■ **Work item**: A complete copy of the entries, exactly as written, is the expected result.

Collected data
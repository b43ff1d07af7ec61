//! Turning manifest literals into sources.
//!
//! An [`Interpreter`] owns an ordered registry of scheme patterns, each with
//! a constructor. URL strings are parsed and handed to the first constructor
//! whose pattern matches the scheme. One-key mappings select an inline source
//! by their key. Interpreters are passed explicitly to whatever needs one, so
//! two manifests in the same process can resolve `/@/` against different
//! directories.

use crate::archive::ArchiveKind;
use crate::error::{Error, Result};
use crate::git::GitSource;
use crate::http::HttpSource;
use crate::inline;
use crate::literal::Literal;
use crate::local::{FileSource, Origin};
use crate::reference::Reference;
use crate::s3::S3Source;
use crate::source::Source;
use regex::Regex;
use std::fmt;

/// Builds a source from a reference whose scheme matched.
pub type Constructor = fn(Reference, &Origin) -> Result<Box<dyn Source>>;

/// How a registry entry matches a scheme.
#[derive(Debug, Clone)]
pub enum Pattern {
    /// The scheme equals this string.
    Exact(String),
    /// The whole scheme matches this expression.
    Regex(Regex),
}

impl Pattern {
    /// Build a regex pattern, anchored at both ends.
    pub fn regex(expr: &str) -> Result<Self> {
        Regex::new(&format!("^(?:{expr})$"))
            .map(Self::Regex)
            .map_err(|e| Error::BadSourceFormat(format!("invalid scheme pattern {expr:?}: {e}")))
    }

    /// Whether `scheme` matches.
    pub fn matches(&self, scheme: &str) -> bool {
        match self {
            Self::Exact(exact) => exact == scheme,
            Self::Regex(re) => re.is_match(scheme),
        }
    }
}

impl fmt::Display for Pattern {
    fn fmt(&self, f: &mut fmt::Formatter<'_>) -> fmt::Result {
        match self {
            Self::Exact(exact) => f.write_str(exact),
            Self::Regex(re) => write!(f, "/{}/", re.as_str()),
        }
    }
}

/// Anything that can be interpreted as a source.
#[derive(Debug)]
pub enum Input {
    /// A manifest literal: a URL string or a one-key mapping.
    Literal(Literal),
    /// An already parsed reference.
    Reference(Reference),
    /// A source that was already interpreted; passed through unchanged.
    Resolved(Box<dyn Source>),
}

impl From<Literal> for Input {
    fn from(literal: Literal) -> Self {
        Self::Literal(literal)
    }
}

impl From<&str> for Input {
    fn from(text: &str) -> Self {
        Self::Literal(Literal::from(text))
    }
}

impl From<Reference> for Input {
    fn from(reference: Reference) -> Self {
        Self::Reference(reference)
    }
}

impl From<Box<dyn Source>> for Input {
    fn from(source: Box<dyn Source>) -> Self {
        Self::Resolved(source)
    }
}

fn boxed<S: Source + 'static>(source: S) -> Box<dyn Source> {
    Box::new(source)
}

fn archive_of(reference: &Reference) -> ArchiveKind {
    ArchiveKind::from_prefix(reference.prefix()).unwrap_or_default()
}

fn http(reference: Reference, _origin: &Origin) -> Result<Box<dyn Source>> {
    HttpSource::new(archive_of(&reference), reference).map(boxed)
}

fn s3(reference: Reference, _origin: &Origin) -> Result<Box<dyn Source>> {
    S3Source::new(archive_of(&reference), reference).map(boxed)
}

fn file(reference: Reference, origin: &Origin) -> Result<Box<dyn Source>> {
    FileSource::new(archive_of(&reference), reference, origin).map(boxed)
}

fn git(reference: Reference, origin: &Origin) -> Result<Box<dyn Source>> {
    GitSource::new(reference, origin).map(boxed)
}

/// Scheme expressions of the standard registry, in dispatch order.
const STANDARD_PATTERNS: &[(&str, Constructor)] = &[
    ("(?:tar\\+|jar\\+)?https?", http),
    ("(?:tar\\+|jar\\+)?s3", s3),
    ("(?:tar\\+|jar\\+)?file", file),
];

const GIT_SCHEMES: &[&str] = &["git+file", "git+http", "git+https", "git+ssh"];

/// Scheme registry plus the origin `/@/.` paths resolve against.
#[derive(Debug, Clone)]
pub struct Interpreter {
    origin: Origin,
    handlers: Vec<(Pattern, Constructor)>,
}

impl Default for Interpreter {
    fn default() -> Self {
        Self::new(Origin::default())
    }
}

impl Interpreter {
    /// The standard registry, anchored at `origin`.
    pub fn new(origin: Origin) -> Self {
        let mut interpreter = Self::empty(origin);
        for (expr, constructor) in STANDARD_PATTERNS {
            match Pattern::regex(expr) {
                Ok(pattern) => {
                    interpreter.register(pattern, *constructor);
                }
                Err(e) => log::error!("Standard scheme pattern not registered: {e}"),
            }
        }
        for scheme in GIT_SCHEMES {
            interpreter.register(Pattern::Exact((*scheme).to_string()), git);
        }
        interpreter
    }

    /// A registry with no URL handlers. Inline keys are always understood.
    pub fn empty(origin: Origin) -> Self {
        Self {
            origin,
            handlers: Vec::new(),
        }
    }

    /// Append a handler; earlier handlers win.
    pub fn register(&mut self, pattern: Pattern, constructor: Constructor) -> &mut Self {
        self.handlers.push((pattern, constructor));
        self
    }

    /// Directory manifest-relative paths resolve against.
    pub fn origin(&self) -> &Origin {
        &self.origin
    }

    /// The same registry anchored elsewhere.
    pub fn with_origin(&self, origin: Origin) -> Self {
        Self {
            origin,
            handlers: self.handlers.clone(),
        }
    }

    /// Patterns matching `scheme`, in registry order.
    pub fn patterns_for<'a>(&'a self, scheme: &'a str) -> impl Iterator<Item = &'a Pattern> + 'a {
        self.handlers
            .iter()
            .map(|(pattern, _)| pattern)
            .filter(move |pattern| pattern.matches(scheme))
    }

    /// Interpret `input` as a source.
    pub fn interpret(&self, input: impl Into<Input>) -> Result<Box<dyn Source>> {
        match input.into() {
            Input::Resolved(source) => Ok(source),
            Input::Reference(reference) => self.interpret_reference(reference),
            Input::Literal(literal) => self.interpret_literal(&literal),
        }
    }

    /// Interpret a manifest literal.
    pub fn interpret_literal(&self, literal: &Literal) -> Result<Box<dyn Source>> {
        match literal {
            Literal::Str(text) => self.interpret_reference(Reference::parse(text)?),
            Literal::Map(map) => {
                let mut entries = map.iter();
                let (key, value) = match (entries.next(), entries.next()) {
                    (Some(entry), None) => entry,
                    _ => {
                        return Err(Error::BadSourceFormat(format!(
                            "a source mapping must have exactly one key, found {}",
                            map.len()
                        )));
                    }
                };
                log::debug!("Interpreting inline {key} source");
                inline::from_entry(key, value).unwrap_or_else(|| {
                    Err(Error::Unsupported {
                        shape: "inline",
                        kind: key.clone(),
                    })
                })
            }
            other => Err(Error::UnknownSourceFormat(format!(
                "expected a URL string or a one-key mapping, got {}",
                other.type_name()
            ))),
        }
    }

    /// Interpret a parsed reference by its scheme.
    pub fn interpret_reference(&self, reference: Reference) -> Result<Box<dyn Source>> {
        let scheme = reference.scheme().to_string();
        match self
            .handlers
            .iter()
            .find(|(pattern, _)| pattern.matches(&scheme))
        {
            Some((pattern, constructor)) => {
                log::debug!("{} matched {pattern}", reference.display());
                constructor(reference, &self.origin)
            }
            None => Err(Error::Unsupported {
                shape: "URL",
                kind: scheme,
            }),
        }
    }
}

■ **Written reply**:
repository b43ff1d07af7ec61
//! Turning manifest literals into sources.
//!
//! An [`Interpreter`] owns an ordered registry of scheme patterns, each with
//! a constructor. URL strings are parsed and handed to the first constructor
//! whose pattern matches the scheme. One-key mappings select an inline source
//! by their key. Interpreters are passed explicitly to whatever needs one, so
//! two manifests in the same process can resolve `/@/` against different
//! directories.

use crate::archive::ArchiveKind;
use crate::error::{Error, Result};
use crate::git::GitSource;
use crate::http::HttpSource;
use crate::inline;
use crate::literal::Literal;
use crate::local::{FileSource, Origin};
use crate::reference::Reference;
use crate::s3::S3Source;
use crate::source::Source;
use regex::Regex;
use std::fmt;

/// Builds a source from a reference whose scheme matched.
pub type Constructor = fn(Reference, &Origin) -> Result<Box<dyn Source>>;

/// How a registry entry matches a scheme.
#[derive(Debug, Clone)]
pub enum Pattern {
    /// The scheme equals this string.
    Exact(String),
    /// The whole scheme matches this expression.
    Regex(Regex),
}

impl Pattern {
    /// Build a regex pattern, anchored at both ends.
    pub fn regex(expr: &str) -> Result<Self> {
        Regex::new(&format!("^(?:{expr})$"))
            .map(Self::Regex)
            .map_err(|e| Error::BadSourceFormat(format!("invalid scheme pattern {expr:?}: {e}")))
    }

    /// Whether `scheme` matches.
    pub fn matches(&self, scheme: &str) -> bool {
        match self {
            Self::Exact(exact) => exact == scheme,
            Self::Regex(re) => re.is_match(scheme),
        }
    }
}

impl fmt::Display for Pattern {
    fn fmt(&self, f: &mut fmt::Formatter<'_>) -> fmt::Result {
        match self {
            Self::Exact(exact) => f.write_str(exact),
            Self::Regex(re) => write!(f, "/{}/", re.as_str()),
        }
    }
}

/// Anything that can be interpreted as a source.
#[derive(Debug)]
pub enum Input {
    /// A manifest literal: a URL string or a one-key mapping.
    Literal(Literal),
    /// An already parsed reference.
    Reference(Reference),
    /// A source that was already interpreted; passed through unchanged.
    Resolved(Box<dyn Source>),
}

impl From<Literal> for Input {
    fn from(literal: Literal) -> Self {
        Self::Literal(literal)
    }
}

impl From<&str> for Input {
    fn from(text: &str) -> Self {
        Self::Literal(Literal::from(text))
    }
}

impl From<Reference> for Input {
    fn from(reference: Reference) -> Self {
        Self::Reference(reference)
    }
}

impl From<Box<dyn Source>> for Input {
    fn from(source: Box<dyn Source>) -> Self {
        Self::Resolved(source)
    }
}

fn boxed<S: Source + 'static>(source: S) -> Box<dyn Source> {
    Box::new(source)
}

fn archive_of(reference: &Reference) -> ArchiveKind {
    ArchiveKind::from_prefix(reference.prefix()).unwrap_or_default()
}

fn http(reference: Reference, _origin: &Origin) -> Result<Box<dyn Source>> {
    HttpSource::new(archive_of(&reference), reference).map(boxed)
}

fn s3(reference: Reference, _origin: &Origin) -> Result<Box<dyn Source>> {
    S3Source::new(archive_of(&reference), reference).map(boxed)
}

fn file(reference: Reference, origin: &Origin) -> Result<Box<dyn Source>> {
    FileSource::new(archive_of(&reference), reference, origin).map(boxed)
}

fn git(reference: Reference, origin: &Origin) -> Result<Box<dyn Source>> {
    GitSource::new(reference, origin).map(boxed)
}

/// Scheme expressions of the standard registry, in dispatch order.
const STANDARD_PATTERNS: &[(&str, Constructor)] = &[
    ("(?:tar\\+|jar\\+)?https?", http),
    ("(?:tar\\+|jar\\+)?s3", s3),
    ("(?:tar\\+|jar\\+)?file", file),
];

const GIT_SCHEMES: &[&str] = &["git+file", "git+http", "git+https", "git+ssh"];

/// Scheme registry plus the origin `/@/.` paths resolve against.
#[derive(Debug, Clone)]
pub struct Interpreter {
    origin: Origin,
    handlers: Vec<(Pattern, Constructor)>,
}

impl Default for Interpreter {
    fn default() -> Self {
        Self::new(Origin::default())
    }
}

impl Interpreter {
    /// The standard registry, anchored at `origin`.
    pub fn new(origin: Origin) -> Self {
        let mut interpreter = Self::empty(origin);
        for (expr, constructor) in STANDARD_PATTERNS {
            match Pattern::regex(expr) {
                Ok(pattern) => {
                    interpreter.register(pattern, *constructor);
                }
                Err(e) => log::error!("Standard scheme pattern not registered: {e}"),
            }
        }
        for scheme in GIT_SCHEMES {
            interpreter.register(Pattern::Exact((*scheme).to_string()), git);
        }
        interpreter
    }

    /// A registry with no URL handlers. Inline keys are always understood.
    pub fn empty(origin: Origin) -> Self {
        Self {
            origin,
            handlers: Vec::new(),
        }
    }

    /// Append a handler; earlier handlers win.
    pub fn register(&mut self, pattern: Pattern, constructor: Constructor) -> &mut Self {
        self.handlers.push((pattern, constructor));
        self
    }

    /// Directory manifest-relative paths resolve against.
    pub fn origin(&self) -> &Origin {
        &self.origin
    }

    /// The same registry anchored elsewhere.
    pub fn with_origin(&self, origin: Origin) -> Self {
        Self {
            origin,
            handlers: self.handlers.clone(),
        }
    }

    /// Patterns matching `scheme`, in registry order.
    pub fn patterns_for<'a>(&'a self, scheme: &'a str) -> impl Iterator<Item = &'a Pattern> + 'a {
        self.handlers
            .iter()
            .map(|(pattern, _)| pattern)
            .filter(move |pattern| pattern.matches(scheme))
    }

    /// Interpret `input` as a source.
    pub fn interpret(&self, input: impl Into<Input>) -> Result<Box<dyn Source>> {
        match input.into() {
            Input::Resolved(source) => Ok(source),
            Input::Reference(reference) => self.interpret_reference(reference),
            Input::Literal(literal) => self.interpret_literal(&literal),
        }
    }

    /// Interpret a manifest literal.
    pub fn interpret_literal(&self, literal: &Literal) -> Result<Box<dyn Source>> {
        match literal {
            Literal::Str(text) => self.interpret_reference(Reference::parse(text)?),
            Literal::Map(map) => {
                let mut entries = map.iter();
                let (key, value) = match (entries.next(), entries.next()) {
                    (Some(entry), None) => entry,
                    _ => {
                        return Err(Error::BadSourceFormat(format!(
                            "a source mapping must have exactly one key, found {}",
                            map.len()
                        )));
                    }
                };
                log::debug!("Interpreting inline {key} source");
                inline::from_entry(key, value).unwrap_or_else(|| {
                    Err(Error::Unsupported {
                        shape: "inline",
                        kind: key.clone(),
                    })
                })
            }
            other => Err(Error::UnknownSourceFormat(format!(
                "expected a URL string or a one-key mapping, got {}",
                other.type_name()
            ))),
        }
    }

    /// Interpret a parsed reference by its scheme.
    pub fn interpret_reference(&self, reference: Reference) -> Result<Box<dyn Source>> {
        let scheme = reference.scheme().to_string();
        match self
            .handlers
            .iter()
            .find(|(pattern, _)| pattern.matches(&scheme))
        {
            Some((pattern, constructor)) => {
                log::debug!("{} matched {pattern}", reference.display());
                constructor(reference, &self.origin)
            }
            None => Err(Error::Unsupported {
                shape: "URL",
                kind: scheme,
            }),
        }
    }
}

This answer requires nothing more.